As Luigi and colleagues note, prescriptions that were paid for out of pocket declined, compared with greater stability in prescriptions paid with Medicaid or private insurance. Many people who self-pay for care are uninsured or reluctant to use their health insurance. This plausibly relates to unprecedented job disruptions since March 2020. Rising uninsured rates will lead to greater cost-related barriers: a recent study4 found buprenorphine prescribers charged $250 or more as out-of-pocket fees for treatment initiation among cash-only patients. Although changes in the job market associated with COVID-19 may cause millions to lose their employer-sponsored health insurance plans, many of those losing insurance coverage can apply for Medicaid.5 As Medicaid expansion may provide safety nets to alleviate income and health insurance coverage losses, it will be helpful to disaggregate the trends in buprenorphine use across Medicaid expansion vs nonexpansion states in future research.

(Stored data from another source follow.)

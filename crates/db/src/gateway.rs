//! PostgreSQL [`PersistenceGateway`] and [`ProfileDirectory`].

use std::collections::BTreeSet;

use async_trait::async_trait;
use fairchance_core::assessment::{Assessment, Decision, Outcome};
use fairchance_core::gateway::{PersistenceGateway, StorageError, StorageResult};
use fairchance_core::profile::{CandidateProfile, HrAdminProfile, ProfileDirectory};
use fairchance_core::step_data::{StepData, StepRecord};
use fairchance_core::types::{DbId, SubjectId};

use crate::models::step_from_db;
use crate::repositories::{AssessmentRepo, DecisionRepo, ProfileRepo, StepRecordRepo};
use crate::DbPool;

fn backend(e: sqlx::Error) -> StorageError {
    StorageError::Backend(e.to_string())
}

/// Assessments, step records, and decisions stored in PostgreSQL.
#[derive(Clone)]
pub struct PgGateway {
    pool: DbPool,
}

impl PgGateway {
    pub fn new(pool: DbPool) -> Self {
        Self { pool }
    }

    pub fn pool(&self) -> &DbPool {
        &self.pool
    }
}

#[async_trait]
impl PersistenceGateway for PgGateway {
    async fn health_check(&self) -> StorageResult<()> {
        crate::health_check(&self.pool).await.map_err(backend)
    }

    async fn get_assessment(&self, subject: SubjectId) -> StorageResult<Option<Assessment>> {
        AssessmentRepo::find(&self.pool, subject)
            .await
            .map_err(backend)?
            .map(Assessment::try_from)
            .transpose()
    }

    async fn initialize_assessment(&self, subject: SubjectId) -> StorageResult<()> {
        let created = AssessmentRepo::initialize(&self.pool, subject)
            .await
            .map_err(backend)?;
        if created {
            tracing::info!(%subject, "Assessment created");
        }
        Ok(())
    }

    async fn get_step_data(
        &self,
        subject: SubjectId,
        step: u8,
    ) -> StorageResult<Option<StepRecord>> {
        StepRecordRepo::find(&self.pool, subject, i16::from(step))
            .await
            .map_err(backend)?
            .map(StepRecord::try_from)
            .transpose()
    }

    async fn completed_steps(&self, subject: SubjectId) -> StorageResult<BTreeSet<u8>> {
        StepRecordRepo::list_step_numbers(&self.pool, subject)
            .await
            .map_err(backend)?
            .into_iter()
            .map(|step| step_from_db("step_number", step))
            .collect()
    }

    async fn save_step_data(
        &self,
        subject: SubjectId,
        data: &StepData,
    ) -> StorageResult<StepRecord> {
        let row = StepRecordRepo::upsert(
            &self.pool,
            subject,
            i16::from(data.step_number()),
            &data.to_json(),
        )
        .await
        .map_err(backend)?;
        StepRecord::try_from(row)
    }

    async fn set_current_step(&self, subject: SubjectId, step: u8) -> StorageResult<()> {
        AssessmentRepo::set_current_step(&self.pool, subject, i16::from(step))
            .await
            .map_err(backend)?;
        Ok(())
    }

    async fn mark_terminal(
        &self,
        subject: SubjectId,
        outcome: Outcome,
        at_step: u8,
    ) -> StorageResult<bool> {
        AssessmentRepo::mark_terminal(&self.pool, subject, outcome, i16::from(at_step))
            .await
            .map_err(backend)
    }

    async fn record_decision(&self, decision: &Decision) -> StorageResult<()> {
        DecisionRepo::insert(&self.pool, decision)
            .await
            .map_err(backend)
    }

    /// Record and pointer are written in one transaction, so a failure
    /// leaves neither behind.
    async fn complete_step(
        &self,
        subject: SubjectId,
        data: &StepData,
        next_step: u8,
    ) -> StorageResult<bool> {
        StepRecordRepo::save_and_advance(
            &self.pool,
            subject,
            i16::from(data.step_number()),
            &data.to_json(),
            i16::from(next_step),
        )
        .await
        .map_err(backend)?;
        Ok(true)
    }
}

/// Candidate and HR admin profiles stored in PostgreSQL.
#[derive(Clone)]
pub struct PgProfiles {
    pool: DbPool,
}

impl PgProfiles {
    pub fn new(pool: DbPool) -> Self {
        Self { pool }
    }
}

#[async_trait]
impl ProfileDirectory for PgProfiles {
    async fn candidate_profile(
        &self,
        candidate_id: DbId,
    ) -> StorageResult<Option<CandidateProfile>> {
        Ok(ProfileRepo::find_candidate(&self.pool, candidate_id)
            .await
            .map_err(backend)?
            .map(CandidateProfile::from))
    }

    async fn hr_admin_profile(&self, hr_id: DbId) -> StorageResult<Option<HrAdminProfile>> {
        Ok(ProfileRepo::find_hr_admin(&self.pool, hr_id)
            .await
            .map_err(backend)?
            .map(HrAdminProfile::from))
    }
}
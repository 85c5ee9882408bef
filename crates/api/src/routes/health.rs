use axum::extract::State;
use axum::{routing::get, Json, Router};
use serde::Serialize;

use crate::state::AppState;

#[derive(Debug, Clone, Copy, PartialEq, Eq, Serialize)]
#[serde(rename_all = "snake_case")]
pub enum HealthStatus {
    Ok,
    /// The process is up but the assessment store is not answering; state
    /// reads fall back to memory and sends return 503.
    Degraded,
}

/// Body of `GET /health`.
#[derive(Serialize)]
pub struct HealthResponse {
    pub status: HealthStatus,
    pub version: &'static str,
    /// `memory` or `postgres`.
    pub store: &'static str,
    pub db_healthy: bool,
    /// Subjects with an open assessment session in this process.
    pub active_sessions: usize,
}

async fn health_check(State(state): State<AppState>) -> Json<HealthResponse> {
    let db_healthy = match state.gateway.health_check().await {
        Ok(()) => true,
        Err(e) => {
            tracing::warn!(error = %e, "Assessment store health check failed");
            false
        }
    };

    Json(HealthResponse {
        status: if db_healthy {
            HealthStatus::Ok
        } else {
            HealthStatus::Degraded
        },
        version: env!("CARGO_PKG_VERSION"),
        store: if state.config.memory_store {
            "memory"
        } else {
            "postgres"
        },
        db_healthy,
        active_sessions: state.sessions.session_count().await,
    })
}

/// `/health`, mounted at the root rather than under the API prefix.
pub fn router() -> Router<AppState> {
    Router::new().route("/health", get(health_check))
}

Luigi and colleagues rightly note that little is known about the effects the pandemic has had on methadone use via opioid treatment programs. Under the public emergency opioid treatment programs, health care professionals treating existing patients with methadone may dispense up to 28 days of take-home methadone dose; however, they cannot admit new patients without a complete physical evaluation. Future research is needed to better understand the effects of these regulatory changes on treatment access via opioid treatment programs.
Our study1 contributes to a rapidly evolving policy landscape where there may be further opportunities to expand points of access to buprenorphine treatment via telehealth. These measures are especially worthy of consideration during a period of heightened overdose risk.
Corresponding Author: Thuy D. Nguyen, PhD, Department of Health Management and Policy, University of Michigan School of Public Health, 1415 Washington Heights, M3234 SPH II, Ann Arbor, MI 48109-2029 (firstname.lastname@example.org).
Published Online: April 12, 2021. doi:10.1001/jamainternmed.2021.0774
Conflict of Interest Disclosures: None reported.
Additional Information: We wish to thank the remaining coauthors of our original research letter—Kosali I. Simon, PhD; G. Caleb Alexander, MD, MS; Sumedha Gupta, PhD; and Engy Ziedan, PhD—who substantially contributed to this Letter in Reply.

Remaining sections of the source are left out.